Views from the Edge re-publishes this piece from March 24, 2010. In November 2016 the American people were sucker-punched by an alarmist apocalyptic spirituality underlying the alt-right politics of Rush Limbaugh, Steve Bannon, and the candidate for president who led and funded “the birther movement”.
Maundy Thursday and Good Friday call for sober reflection on the difference between faux-reality and reality. We republish it here without updates or edits – except for a new title – for the sake of historical perspective. – GCS

“Ecce Homo” (Behold the Man), Albrecht Durer
Something from the Christian tradition – the idea of ‘the Anti-Christ’ – is lifting its ugly head, a word and concept that could trigger unthinkable tragedy unless we clean up our civil discourse.
According to Harris Interactive Poll taken between March 1 and 8, “more than 20% believe [President Obama] was not born in the United States, that he is ‘the domestic enemy the U.S. Constitution speaks of,’ that he is racist and anti-American, and that he ‘wants to use an economic collapse or terrorist attack as an excuse to take dictatorial powers.’ Fully 20% think he is ‘doing many of the things that Hitler did,’ while 14% believe ‘he may be the anti-Christ’ and 13% think ‘he wants the terrorists to win.”
The poll reflects what we all know: our civic health as a nation is being poisoned by inflammatory rhetoric from both sides of the political aisle. This toxic disregard for truth lies behind the results of the Harris Poll. Trigger words like ‘socialist,’ ‘communist,’ ‘terrorist,’ ‘anti-American,’ and ‘the Anti-Christ’ and the allegation that America’s first black president is the nation’s chief domestic enemy take us beyond the McCarthyism of the ‘50s. This cocktail is lethal.
As a Christian pastor I rue the use of Christian scripture to stoke the fires of fear and hate. The Christian life – or spiritual life of any sort, for that matter – is a life of discernment about the powers that shape ordinary life. It is not blind to evil. But loud spirituality is an oxymoron. We need to be reminded that all the great religions hold some version of the essential tenet expressed in the First Letter of John. “Whoever says he is in the light and hates his brother is in the darkness still” and “If any one says, ‘I love God,’ and hates his brother, he is a liar, for he who does not love his brother whom he has seen cannot love God whom he has not seen. And this commandment we have from him, that he who loves God should love his brother also.”

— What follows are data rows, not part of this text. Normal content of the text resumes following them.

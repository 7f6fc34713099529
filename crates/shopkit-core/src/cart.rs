//! # Shopping Cart
//!
//! Cart aggregation over a constructor-injected product store.
//!
//! ## Cart Operations Flow
//! ```text
//! ┌─────────────────────────────────────────────────────────────────────┐
//! │                    Cart Operations                                  │
//! │                                                                     │
//! │  Caller Action            Cart Method            State Change       │
//! │  ─────────────            ───────────            ────────────       │
//! │                                                                     │
//! │  Add product ───────────► add_item() ──────────► merge or push line │
//! │  Remove product ────────► remove_item() ───────► decrement or drop  │
//! │  View total ────────────► total() ─────────────► (read only)        │
//! │  Apply discount ────────► apply_discount() ────► (read only)        │
//! │  Browse catalog ────────► filter_products() ───► (read only)        │
//! │  Empty the cart ────────► clear() ─────────────► lines removed      │
//! │                                                                     │
//! │  Every mutation either fully applies or fully declines; no          │
//! │  intermediate state is observable on failure.                       │
//! └─────────────────────────────────────────────────────────────────────┘
//! ```

use chrono::{DateTime, Utc};
use serde::{Deserialize, Serialize};
use tracing::debug;

use crate::discount::Discount;
use crate::error::{CartError, CartResult};
use crate::money::Money;
use crate::store::{EntityId, EntityStore};
use crate::types::{Category, Product, ProductPreview};
use crate::validation::validate_quantity;

// =============================================================================
// Line Item
// =============================================================================

/// A line in the shopping cart.
///
/// ## Design Notes
/// - `product`: frozen copy of the product at the time of adding.
///   Snapshot-at-add semantics: if the catalog entry is later updated or
///   deleted, this line keeps displaying (and pricing) what was added.
/// - `quantity`: always ≥ 1. A line decremented to zero is removed,
///   never retained.
#[derive(Debug, Clone, PartialEq, Serialize, Deserialize)]
pub struct LineItem {
    /// Product snapshot, frozen at the time of adding.
    pub product: Product,

    /// Quantity in cart, always ≥ 1.
    pub quantity: i64,

    /// When this line was first added.
    pub added_at: DateTime<Utc>,
}

impl LineItem {
    /// Creates a new line from a product snapshot and quantity.
    fn from_product(product: Product, quantity: i64) -> Self {
        LineItem {
            product,
            quantity,
            added_at: Utc::now(),
        }
    }

    /// Line total: unit price × quantity.
    pub fn line_total(&self) -> Money {
        self.product.price * self.quantity
    }
}

// =============================================================================
// Cart Update
// =============================================================================

/// Successful mutation result: a defensive snapshot of the cart plus a
/// human-readable confirmation message.
#[derive(Debug, Clone, Serialize, Deserialize)]
pub struct CartUpdate {
    pub items: Vec<LineItem>,
    pub message: String,
}

// =============================================================================
// Shopping Cart
// =============================================================================

/// A cart of line items over a product store.
///
/// ## Invariants
/// - At most one line per product id; repeated adds accumulate quantity
/// - Line quantity is always ≥ 1
/// - Lines reference only products that existed in the store at add time;
///   existence is not re-validated on later reads
///
/// ## Ownership
/// The store is injected at construction and owned by the cart session.
/// No global state: each logical session builds its own `ShoppingCart`.
/// A multi-user variant would need one cart per session, with store
/// mutations serialized behind a mutex.
#[derive(Debug, Clone)]
pub struct ShoppingCart {
    products: EntityStore<Product>,
    items: Vec<LineItem>,
}

impl ShoppingCart {
    /// Creates an empty cart over the given product store.
    pub fn new(products: EntityStore<Product>) -> Self {
        ShoppingCart {
            products,
            items: Vec::new(),
        }
    }

    /// Adds a product to the cart, or accumulates quantity if the product
    /// already has a line.
    ///
    /// ## Errors
    /// - Validation: `quantity` ≤ 0
    /// - Not found: no product with `product_id` in the store
    /// - Unavailable: the product's `available` flag is false
    pub fn add_item(&mut self, product_id: EntityId, quantity: i64) -> CartResult<CartUpdate> {
        validate_quantity(quantity)?;

        let product = self
            .products
            .get(product_id)
            .ok_or(CartError::ProductNotFound(product_id))?;

        if !product.available {
            return Err(CartError::OutOfStock {
                name: product.name.clone(),
            });
        }

        let name = product.name.clone();
        match self
            .items
            .iter_mut()
            .find(|line| line.product.id == product_id)
        {
            Some(line) => line.quantity += quantity,
            None => {
                let snapshot = product.clone();
                self.items.push(LineItem::from_product(snapshot, quantity));
            }
        }

        debug!(product_id, quantity, "added to cart");
        Ok(CartUpdate {
            items: self.items.clone(),
            message: format!("Added {quantity} {name}(s) to cart"),
        })
    }

    /// Removes quantity from a product's line.
    ///
    /// If the line's quantity is less than or equal to `quantity`, the
    /// line is deleted entirely; otherwise it is decremented. Removing
    /// more than is present is not an error.
    ///
    /// ## Errors
    /// - Not found: no line for `product_id` in the cart
    pub fn remove_item(&mut self, product_id: EntityId, quantity: i64) -> CartResult<CartUpdate> {
        let pos = self
            .items
            .iter()
            .position(|line| line.product.id == product_id)
            .ok_or(CartError::NotInCart(product_id))?;

        let name = if self.items[pos].quantity <= quantity {
            self.items.remove(pos).product.name
        } else {
            self.items[pos].quantity -= quantity;
            self.items[pos].product.name.clone()
        };

        debug!(product_id, quantity, "removed from cart");
        Ok(CartUpdate {
            items: self.items.clone(),
            message: format!("Removed {quantity} {name}(s) from cart"),
        })
    }

    /// Plain total: Σ unit price × quantity. Deterministic, infallible.
    pub fn total(&self) -> Money {
        self.items.iter().map(LineItem::line_total).sum()
    }

    /// Total under a discount policy. Read-only; the cart is unchanged.
    pub fn apply_discount(&self, discount: Discount) -> Money {
        discount.apply(&self.items)
    }

    /// Filters the backing catalog by optional category and maximum price.
    ///
    /// Both filters match everything when `None`. Results are previews:
    /// the `available` flag is not part of a listing.
    pub fn filter_products(
        &self,
        category: Option<Category>,
        max_price: Option<Money>,
    ) -> Vec<ProductPreview> {
        self.products
            .all()
            .iter()
            .filter(|product| category.map_or(true, |c| product.category == c))
            .filter(|product| max_price.map_or(true, |max| product.price <= max))
            .map(ProductPreview::from)
            .collect()
    }

    /// Defensive copy of the current line items.
    pub fn items(&self) -> Vec<LineItem> {
        self.items.clone()
    }

    /// Empties the cart. The backing store is untouched.
    pub fn clear(&mut self) {
        debug!(lines = self.items.len(), "clearing cart");
        self.items.clear();
    }

    /// Sum of quantities across all lines.
    pub fn item_count(&self) -> i64 {
        self.items.iter().map(|line| line.quantity).sum()
    }

    /// Checks if the cart has no lines.
    pub fn is_empty(&self) -> bool {
        self.items.is_empty()
    }

    /// Read access to the injected product store.
    pub fn products(&self) -> &EntityStore<Product> {
        &self.products
    }

    /// Write access to the injected product store, for catalog CRUD
    /// within the session. Existing lines keep their snapshots.
    pub fn products_mut(&mut self) -> &mut EntityStore<Product> {
        &mut self.products
    }
}

// =============================================================================
// Unit Tests
// =============================================================================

Labeling the President of the United States ‘the Anti-Christ” gives deranged minds a license to kill . . . in the name of the non-violent, crucified Jesus. If some deranged American patriot like the Marine who plotted to assassinate the President should succeed . . . God forbid! . . . the blood will be on the hands of all who remained silent when the hate speech was being poured into the public stream of consciousness. And if you claim to be a disciple of Jesus, get yourself to church Maundy Thursday and Good Friday to ground yourself again in the love that conquers hate and fear.
- Gordon C. Stewart, Chaska, MN, Maundy Thursday morning, Chaska, MN.